Künstliche Locken und Stockrosen hineingeflochten.
Armseliges Geschreibsel auf elegantem rosa Papier.
Eine Dienstmagd in vornehmem Purpurrock - neuerdings die allgemeine Mode!
Schnee auf armseligen Hüttendächern. Auch um den Monschein drauf ist's schade.
Eine Ehefrau der niederen Stände, die mit ihrem geistlosen Gatten glänzen möchte. (Manchmal gelingt es solchen Frauen sogar, einen wirklich klugen Mann um ihren kleinen Finger zu wickeln!)
Eine wohlbeleibte, ältere Frau mit einem jungen Liebhaber. Besonders wenn sie eifersüchtig ist und errät, dass er jungen Frauen nachläuft!
Eine alte Hexe, die Pflaumen kaut und dabei das Gesicht verzieht.
Ein hübscher Mann und eine häßliche Frau.

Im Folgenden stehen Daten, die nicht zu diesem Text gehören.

pub mod catalog;
pub mod decomiso;
pub mod faena;
pub mod remanente;
pub mod schema;
pub mod tropa;

use std::sync::Arc;

use chrono::NaiveDate;

use faena_core::ServiceError;
use faena_sql::{Row, SQLError, SQLExec, SQLStore, SQLTx, Value};

/// Faena service: owns the injected SQL handle and provides business logic.
///
/// Reads go straight to the store; every read-compare-write sequence runs
/// inside one transaction through [`FaenaService::in_tx`].
pub struct FaenaService {
    pub(crate) sql: Arc<dyn SQLStore>,
}

impl FaenaService {
    /// Create the service and initialise the schema.
    pub fn new(sql: Arc<dyn SQLStore>) -> Result<Self, ServiceError> {
        schema::init_schema(sql.as_ref())?;
        Ok(Self { sql })
    }

    /// Run `f` inside a write transaction. The transaction commits only if
    /// `f` succeeds; any error rolls it back.
    pub(crate) fn in_tx<T>(
        &self,
        f: impl FnOnce(&dyn SQLTx) -> Result<T, ServiceError>,
    ) -> Result<T, ServiceError> {
        let tx = self.sql.begin().map_err(storage)?;
        let out = f(tx.as_ref())?;
        tx.commit().map_err(storage)?;
        Ok(out)
    }
}

// ── Row helpers ──
//
// Rows are checked here, at the data-access boundary, before any arithmetic
// is applied to them.

pub(crate) fn storage(e: SQLError) -> ServiceError {
    ServiceError::Storage(e.to_string())
}

pub(crate) fn col_i64(row: &Row, name: &str) -> Result<i64, ServiceError> {
    row.get_i64(name)
        .ok_or_else(|| ServiceError::Storage(format!("missing integer column '{name}'")))
}

pub(crate) fn col_str(row: &Row, name: &str) -> Result<String, ServiceError> {
    row.get_str(name)
        .map(str::to_string)
        .ok_or_else(|| ServiceError::Storage(format!("missing text column '{name}'")))
}

pub(crate) fn col_opt_str(row: &Row, name: &str) -> Option<String> {
    row.get_str(name).map(str::to_string)
}

/// A head count column: present and non-negative.
pub(crate) fn col_cantidad(row: &Row, name: &str) -> Result<u64, ServiceError> {
    let v = col_i64(row, name)?;
    u64::try_from(v).map_err(|_| ServiceError::Storage(format!("negative quantity {v} in column '{name}'")))
}

/// Whether `sql` returns at least one row.
pub(crate) fn exists<E: SQLExec + ?Sized>(
    db: &E,
    sql: &str,
    params: &[Value],
) -> Result<bool, ServiceError> {
    Ok(!db.query(sql, params).map_err(storage)?.is_empty())
}

/// Total row count of a `SELECT COUNT(*) AS cnt` query.
pub(crate) fn count_of(rows: &[Row]) -> usize {
    rows.first().and_then(|r| r.get_i64("cnt")).unwrap_or(0) as usize
}

// ── Input helpers ──

/// Validate a `YYYY-MM-DD` date and return it in canonical form.
pub(crate) fn parse_fecha(fecha: &str) -> Result<String, ServiceError> {
    NaiveDate::parse_from_str(fecha.trim(), "%Y-%m-%d")
        .map(|d| d.format("%Y-%m-%d").to_string())
        .map_err(|_| ServiceError::Validation(format!("invalid date '{fecha}': expected YYYY-MM-DD")))
}

/// Trim an optional text field, turning blanks into `None`.
pub(crate) fn clean(s: Option<String>) -> Option<String> {
    s.map(|v| v.trim().to_string()).filter(|v| !v.is_empty())
}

 © Fundstück von .ladouleurexquise

Aus den Tagebüchern der Hofdame Sei Shonagon, verfasst als "Skizzenbuch unterm Kopfkissen" ca um das Jahr 1000 während der Heianperiode. Stilkritik, Poesiealbum (Poesie spielte in der japanischen Hofkultur eine ausschlaggebende Rolle. Man vertrieb sich die Zeit, in dem man über alles ein Gedicht verfasste und gegenseitig fast ausschließlich in Gedichten und kurzen Billets kommunizierte. Erlebnisse in poetischer Schrift festzuhalten war dabei eine sehr angesehene Kunst des Adels) und Vorreiter gesellschaftlicher Klatschspalten, geschrieben mit etwas mehr Niveau als häufig gegenwärtige "Lästereien".
Erschienen zum ersten Mal 1944 im Verlag Ernst Heimeran, München.